If you had 3 months’ warning of every major failure in your plant over the past year, how much would you have saved? For some people, this question triggers thoughts about avoiding expensive process interruptions. For others, reduced spares costs or secondary damage caused by the original failures. Many reflect on how they might have been able to reduce their excessive planned maintenance workload. Common to all however is an agreement that the potential savings from predictive maintenance are very substantial indeed.
So why doesn’t everybody do it? Despite the fact that reliable predictive maintenance technology has been available for decades, less than 1 percent of the companies that could benefit have used it. For most people, implementing a predictive maintenance programme through condition monitoring has just been too expensive and complicated to make practical sense.
A new generation of highly-intelligent but simple to use systems is changing the way many people think about predictive maintenance. The Artesis MCM (Motor Condition Monitor) is a small instrument providing complete predictive maintenance cover for a complete electric motor driven system, including the driven equipment. Requiring no special sensors, Artesis MCM takes its inputs from the supply cables to the motor and monitors condition using advanced mathematical modelling. It can be installed in a motor control cabinet in less than an hour, trains itself in a few days, and provides automated diagnosis of a very wide range of mechanical and electrical faults.
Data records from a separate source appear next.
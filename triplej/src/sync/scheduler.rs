//! Adaptive polling scheduler.
//!
//! Each feed runs on its own background task holding a single armed timer.
//! After every poll the timer is re-armed from the feed's re-arm policy:
//! either a fixed interval, or an adaptive delay derived from the server's
//! next-update hint. Failed polls re-arm on the fallback interval, so a
//! feed never stops polling.

use async_trait::async_trait;
use chrono::{DateTime, Utc};
use std::pin::Pin;
use std::time::Duration;
use tokio::sync::mpsc;
use tokio::task::JoinHandle;
use tokio::time::sleep;
use tracing::{debug, info, warn};

use super::constants;
use crate::error::Result;

/// One polled feed.
#[async_trait]
pub trait FeedHandler: Send + 'static {
    /// Short name used in logs.
    fn name(&self) -> &'static str;

    /// Fetch and publish once. Returns the server's next-update hint when
    /// the feed carries one.
    async fn poll(&mut self) -> Result<Option<DateTime<Utc>>>;
}

/// How a feed's timer is re-armed after each poll.
#[derive(Debug, Clone, Copy)]
pub enum RearmPolicy {
    /// Delay until just past the server's next-update hint; `fallback`
    /// when the hint is missing, unparsable or already stale.
    Adaptive { fallback: Duration },
    /// Fixed interval regardless of the payload.
    Fixed(Duration),
}

impl RearmPolicy {
    /// Delay applied after a failed poll.
    fn error_delay(&self) -> Duration {
        match self {
            Self::Adaptive { fallback } => *fallback,
            Self::Fixed(interval) => *interval,
        }
    }
}

/// Delay before the next poll, given the hint returned by the last one.
///
/// Adaptive delays target one buffer second past the hint so the server
/// has actually refreshed by the time we fetch, and are floored so a hint
/// in the past cannot produce a tight loop.
pub(crate) fn compute_rearm_delay(
    policy: RearmPolicy,
    hint: Option<DateTime<Utc>>,
    now: DateTime<Utc>,
) -> Duration {
    match policy {
        RearmPolicy::Fixed(interval) => interval,
        RearmPolicy::Adaptive { fallback } => match hint {
            Some(hint) => {
                let until_hint = (hint - now).num_seconds().max(0) as u64;
                Duration::from_secs(
                    (until_hint + constants::REARM_BUFFER_SECONDS)
                        .max(constants::MIN_POLL_DELAY_SECONDS),
                )
            }
            None => fallback,
        },
    }
}

/// Commands accepted by a running scheduler task.
#[derive(Debug)]
enum SchedulerCommand {
    RefreshNow,
    Stop,
}

/// Handle to a spawned polling task.
pub struct PollScheduler {
    name: &'static str,
    join_handle: JoinHandle<()>,
    tx: mpsc::Sender<SchedulerCommand>,
}

impl PollScheduler {
    /// Spawn the polling task. The feed is polled once immediately, then
    /// on every timer expiry or manual refresh.
    pub fn spawn<H: FeedHandler>(mut handler: H, policy: RearmPolicy) -> Self {
        let (tx, mut rx) = mpsc::channel(16);
        let name = handler.name();

        let join_handle = tokio::spawn(async move {
            info!(feed = name, "Starting poll scheduler");

            // Armed immediately so the first poll happens on spawn.
            let mut timer: Pin<Box<tokio::time::Sleep>> = Box::pin(sleep(Duration::ZERO));

            loop {
                tokio::select! {
                    cmd = rx.recv() => {
                        match cmd {
                            Some(SchedulerCommand::RefreshNow) => {
                                debug!(feed = name, "Manual refresh");
                                let delay = run_poll(&mut handler, policy).await;
                                timer = Box::pin(sleep(delay));
                            }
                            Some(SchedulerCommand::Stop) | None => break,
                        }
                    }
                    _ = &mut timer => {
                        let delay = run_poll(&mut handler, policy).await;
                        timer = Box::pin(sleep(delay));
                    }
                }
            }

            info!(feed = name, "Poll scheduler stopped");
        });

        Self {
            name,
            join_handle,
            tx,
        }
    }

    /// Poll immediately, discarding the pending timer. The timer is
    /// re-armed from the fresh response, so at most one poll is ever
    /// outstanding.
    pub async fn refresh_now(&self) {
        let _ = self.tx.send(SchedulerCommand::RefreshNow).await;
    }

    /// Stop the task and wait for it to finish.
    pub async fn stop(self) {
        let _ = self.tx.send(SchedulerCommand::Stop).await;
        if let Err(err) = self.join_handle.await {
            warn!(feed = self.name, "Scheduler join error: {err}");
        }
    }
}

async fn run_poll<H: FeedHandler>(handler: &mut H, policy: RearmPolicy) -> Duration {
    match handler.poll().await {
        Ok(hint) => {
            let delay = compute_rearm_delay(policy, hint, Utc::now());
            debug!(feed = handler.name(), ?delay, "Re-arming after poll");
            delay
        }
        Err(err) => {
            warn!(feed = handler.name(), "Poll failed: {err}");
            policy.error_delay()
        }
    }
}
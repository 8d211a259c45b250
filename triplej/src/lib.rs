//! # triplej - now-playing sync engine for ABC triple j
//!
//! `triplej` keeps a client-side view of an ABC radio station in sync with
//! the public plays and program APIs. It polls the now-playing endpoint at
//! the cadence the server dictates, normalizes the optional-heavy JSON
//! payloads into stable values, persists play history, and publishes a
//! single consistent snapshot (current track, current program, recent
//! tracks).
//!
//! ## Quick Start
//!
//! ```no_run
//! use std::sync::Arc;
//! use triplej::{MemoryHistoryStore, SyncConfig, SyncController, TripleJClient};
//!
//! #[tokio::main]
//! async fn main() -> Result<(), Box<dyn std::error::Error>> {
//!     let client = TripleJClient::new()?;
//!     let store = Arc::new(MemoryHistoryStore::new());
//!     let controller = SyncController::start(client, store, &SyncConfig::default());
//!
//!     controller.subscribe(Arc::new(|snapshot| {
//!         println!(
//!             "{} - {}",
//!             snapshot.current_track.artist, snapshot.current_track.title
//!         );
//!     }))
//!     .await;
//!
//!     tokio::time::sleep(std::time::Duration::from_secs(120)).await;
//!     controller.stop().await;
//!     Ok(())
//! }
//! ```
//!
//! ## Polling model
//!
//! The now-playing payload carries a `next_updated` hint telling clients
//! when fresh data will exist. The scheduler re-arms its single timer one
//! second past that hint, floored at two seconds, and falls back to a
//! fixed 30 second interval when the hint is missing or a fetch fails.
//! The recent-plays search and program guide feeds poll on fixed
//! intervals.

pub mod client;
pub mod error;
pub mod models;
pub mod normalize;
pub mod sync;
pub mod timefmt;

pub use client::{ClientBuilder, TripleJClient};
pub use error::{Error, Result};
pub use models::{PersistedTrackRecord, Program, Track};
pub use sync::{
    history_store_from_config, HistoryStore, MemoryHistoryStore, SnapshotCallback,
    SqliteHistoryStore, SyncConfig, SyncController, SyncSnapshot,
};
//! Durable play history.
//!
//! Every normalized music track observed on the feeds is appended to the
//! history store, which the reconciler reads back to backfill the recent
//! list. We use SQLite for persistent storage with an abstract trait for
//! testability.

use async_trait::async_trait;
use chrono::{DateTime, Utc};
use std::path::Path;
use std::sync::{Arc, Mutex as StdMutex};
use tokio::sync::Mutex;
use tokio::task::spawn_blocking;

use super::config::HistoryConfig;
use crate::error::Result;
use crate::models::{PersistedTrackRecord, Track};

/// Abstract persistence interface.
///
/// Implementations hold at most one record per `id`; re-saving an existing
/// id is a no-op. Presenter segments are rejected before they reach the
/// store (see [`Track::is_presenter_segment`]).
#[async_trait]
pub trait HistoryStore: Send + Sync {
    /// Persist one record. Saving an id that already exists is a no-op.
    async fn save(&self, record: PersistedTrackRecord) -> Result<()>;

    /// Most recent records, newest first, up to `limit`.
    async fn fetch_recent(&self, limit: usize) -> Result<Vec<PersistedTrackRecord>>;

    /// Delete records played before `cutoff`. Returns the number removed.
    async fn prune_older_than(&self, cutoff: DateTime<Utc>) -> Result<usize>;
}

/// Creates a history store from configuration.
///
/// Always a SQLite-backed store at the configured database path.
pub fn history_store_from_config(config: &HistoryConfig) -> Result<Arc<dyn HistoryStore>> {
    let store = SqliteHistoryStore::new(&config.database_path)?;
    Ok(Arc::new(store))
}

/// Persist a track unless it is a presenter segment. Convenience used by
/// the feed handlers.
pub async fn save_track(
    store: &dyn HistoryStore,
    track: &Track,
    played_at: DateTime<Utc>,
) -> Result<()> {
    if track.is_presenter_segment {
        return Ok(());
    }
    store
        .save(PersistedTrackRecord::from_track(track, played_at))
        .await
}

// ============================================================================
// SQLite store
// ============================================================================

pub struct SqliteHistoryStore {
    conn: Arc<StdMutex<rusqlite::Connection>>,
}

impl SqliteHistoryStore {
    pub fn new(path: impl AsRef<Path>) -> Result<Self> {
        let path = path.as_ref();
        if let Some(parent) = path.parent() {
            if !parent.as_os_str().is_empty() {
                std::fs::create_dir_all(parent)?;
            }
        }

        let conn = rusqlite::Connection::open(path)?;
        Self::init(conn)
    }

    /// In-memory database, used by tests.
    pub fn in_memory() -> Result<Self> {
        let conn = rusqlite::Connection::open_in_memory()?;
        Self::init(conn)
    }

    fn init(conn: rusqlite::Connection) -> Result<Self> {
        conn.pragma_update(None, "journal_mode", "WAL")?;
        conn.execute_batch(
            "CREATE TABLE IF NOT EXISTS played_tracks (
                id TEXT PRIMARY KEY,
                title TEXT NOT NULL,
                artist TEXT NOT NULL,
                album TEXT NOT NULL,
                artwork TEXT NOT NULL,
                played_at_ms INTEGER NOT NULL
            );
            CREATE INDEX IF NOT EXISTS idx_played_tracks_played_at ON played_tracks(played_at_ms);",
        )?;

        Ok(Self {
            conn: Arc::new(StdMutex::new(conn)),
        })
    }

    fn conn(&self) -> Arc<StdMutex<rusqlite::Connection>> {
        self.conn.clone()
    }
}

#[async_trait]
impl HistoryStore for SqliteHistoryStore {
    async fn save(&self, record: PersistedTrackRecord) -> Result<()> {
        let conn = self.conn();
        spawn_blocking(move || -> Result<()> {
            let conn = conn.lock().unwrap();
            conn.execute(
                "INSERT OR IGNORE INTO played_tracks (id, title, artist, album, artwork, played_at_ms)
                 VALUES (?1, ?2, ?3, ?4, ?5, ?6)",
                rusqlite::params![
                    record.id,
                    record.title,
                    record.artist,
                    record.album,
                    record.artwork,
                    record.played_at.timestamp_millis(),
                ],
            )?;
            Ok(())
        })
        .await
        .map_err(|e| crate::error::Error::store_error(e.to_string()))??;
        Ok(())
    }

    async fn fetch_recent(&self, limit: usize) -> Result<Vec<PersistedTrackRecord>> {
        let conn = self.conn();
        let limit = limit as i64;
        spawn_blocking(move || -> Result<Vec<PersistedTrackRecord>> {
            let conn = conn.lock().unwrap();
            let mut stmt = conn.prepare(
                "SELECT id, title, artist, album, artwork, played_at_ms
                 FROM played_tracks
                 ORDER BY played_at_ms DESC
                 LIMIT ?1",
            )?;

            let mut rows = stmt.query([limit])?;
            let mut records = Vec::new();
            while let Some(row) = rows.next()? {
                let played_at_ms: i64 = row.get(5)?;
                let played_at = DateTime::<Utc>::from_timestamp_millis(played_at_ms)
                    .ok_or_else(|| crate::error::Error::store_error("invalid timestamp"))?;
                records.push(PersistedTrackRecord {
                    id: row.get(0)?,
                    title: row.get(1)?,
                    artist: row.get(2)?,
                    album: row.get(3)?,
                    artwork: row.get(4)?,
                    played_at,
                });
            }
            Ok(records)
        })
        .await
        .map_err(|e| crate::error::Error::store_error(e.to_string()))?
    }

    async fn prune_older_than(&self, cutoff: DateTime<Utc>) -> Result<usize> {
        let conn = self.conn();
        let cutoff_ms = cutoff.timestamp_millis();
        let removed = spawn_blocking(move || -> Result<usize> {
            let conn = conn.lock().unwrap();
            let removed = conn.execute(
                "DELETE FROM played_tracks WHERE played_at_ms < ?1",
                rusqlite::params![cutoff_ms],
            )?;
            Ok(removed)
        })
        .await
        .map_err(|e| crate::error::Error::store_error(e.to_string()))??;
        Ok(removed)
    }
}

// ============================================================================
// In-memory store
// ============================================================================

/// Volatile store for tests and environments without a writable disk.
#[derive(Default)]
pub struct MemoryHistoryStore {
    records: Mutex<Vec<PersistedTrackRecord>>,
}

impl MemoryHistoryStore {
    pub fn new() -> Self {
        Self::default()
    }
}

#[async_trait]
impl HistoryStore for MemoryHistoryStore {
    async fn save(&self, record: PersistedTrackRecord) -> Result<()> {
        let mut records = self.records.lock().await;
        if records.iter().any(|existing| existing.id == record.id) {
            return Ok(());
        }
        records.push(record);
        Ok(())
    }

    async fn fetch_recent(&self, limit: usize) -> Result<Vec<PersistedTrackRecord>> {
        let records = self.records.lock().await;
        let mut recent: Vec<PersistedTrackRecord> = records.clone();
        recent.sort_by_key(|record| std::cmp::Reverse(record.played_at));
        recent.truncate(limit);
        Ok(recent)
    }

    async fn prune_older_than(&self, cutoff: DateTime<Utc>) -> Result<usize> {
        let mut records = self.records.lock().await;
        let before = records.len();
        records.retain(|record| record.played_at >= cutoff);
        Ok(before - records.len())
    }
}

#[cfg(test)]
mod tests {
    use super::*;
    use chrono::Duration;

    fn record(id: &str, title: &str, minutes_ago: i64) -> PersistedTrackRecord {
        PersistedTrackRecord {
            id: id.to_string(),
            title: title.to_string(),
            artist: "Artist".to_string(),
            album: String::new(),
            artwork: String::new(),
            played_at: Utc::now() - Duration::minutes(minutes_ago),
        }
    }

    #[tokio::test]
    async fn test_sqlite_save_and_fetch_newest_first() {
        let store = SqliteHistoryStore::in_memory().unwrap();
        store.save(record("a", "Old", 30)).await.unwrap();
        store.save(record("b", "New", 5)).await.unwrap();

        let recent = store.fetch_recent(10).await.unwrap();
        assert_eq!(recent.len(), 2);
        assert_eq!(recent[0].title, "New");
        assert_eq!(recent[1].title, "Old");
    }

    #[tokio::test]
    async fn test_sqlite_resave_same_id_is_noop() {
        let store = SqliteHistoryStore::in_memory().unwrap();
        store.save(record("a", "First", 10)).await.unwrap();
        store.save(record("a", "Second", 1)).await.unwrap();

        let recent = store.fetch_recent(10).await.unwrap();
        assert_eq!(recent.len(), 1);
        assert_eq!(recent[0].title, "First");
    }

    #[tokio::test]
    async fn test_sqlite_fetch_respects_limit() {
        let store = SqliteHistoryStore::in_memory().unwrap();
        for i in 0..8 {
            store
                .save(record(&format!("id-{i}"), &format!("T{i}"), i))
                .await
                .unwrap();
        }
        let recent = store.fetch_recent(3).await.unwrap();
        assert_eq!(recent.len(), 3);
        assert_eq!(recent[0].title, "T0");
    }

    #[tokio::test]
    async fn test_sqlite_prune() {
        let store = SqliteHistoryStore::in_memory().unwrap();
        store.save(record("a", "Ancient", 60 * 24 * 10)).await.unwrap();
        store.save(record("b", "Fresh", 5)).await.unwrap();

        let cutoff = Utc::now() - Duration::days(7);
        let removed = store.prune_older_than(cutoff).await.unwrap();
        assert_eq!(removed, 1);

        let recent = store.fetch_recent(10).await.unwrap();
        assert_eq!(recent.len(), 1);
        assert_eq!(recent[0].title, "Fresh");
    }

    #[tokio::test]
    async fn test_memory_store_matches_sqlite_semantics() {
        let store = MemoryHistoryStore::new();
        store.save(record("a", "First", 10)).await.unwrap();
        store.save(record("a", "Second", 1)).await.unwrap();
        store.save(record("b", "New", 2)).await.unwrap();

        let recent = store.fetch_recent(10).await.unwrap();
        assert_eq!(recent.len(), 2);
        assert_eq!(recent[0].title, "New");
        assert_eq!(recent[1].title, "First");

        let removed = store
            .prune_older_than(Utc::now() - Duration::minutes(5))
            .await
            .unwrap();
        assert_eq!(removed, 1);
    }

    #[tokio::test]
    async fn test_save_track_skips_presenter_segments() {
        let store = MemoryHistoryStore::new();
        save_track(&store, &Track::presenter_segment(), Utc::now())
            .await
            .unwrap();
        assert!(store.fetch_recent(10).await.unwrap().is_empty());
    }
}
The Artesis Plant Condition Monitor (PCM) provides similar cover for generator and alternator systems, and is equally simple to set up and use.
The Artesis system has proved a very cost-effective solution not only for traditional users of predictive maintenance, but also in those who have found previous technologies inappropriate – utilities, food processing and building services for example. They can now enjoy the benefits of predictive maintenance with a fraction of the effort and cost of traditional approaches.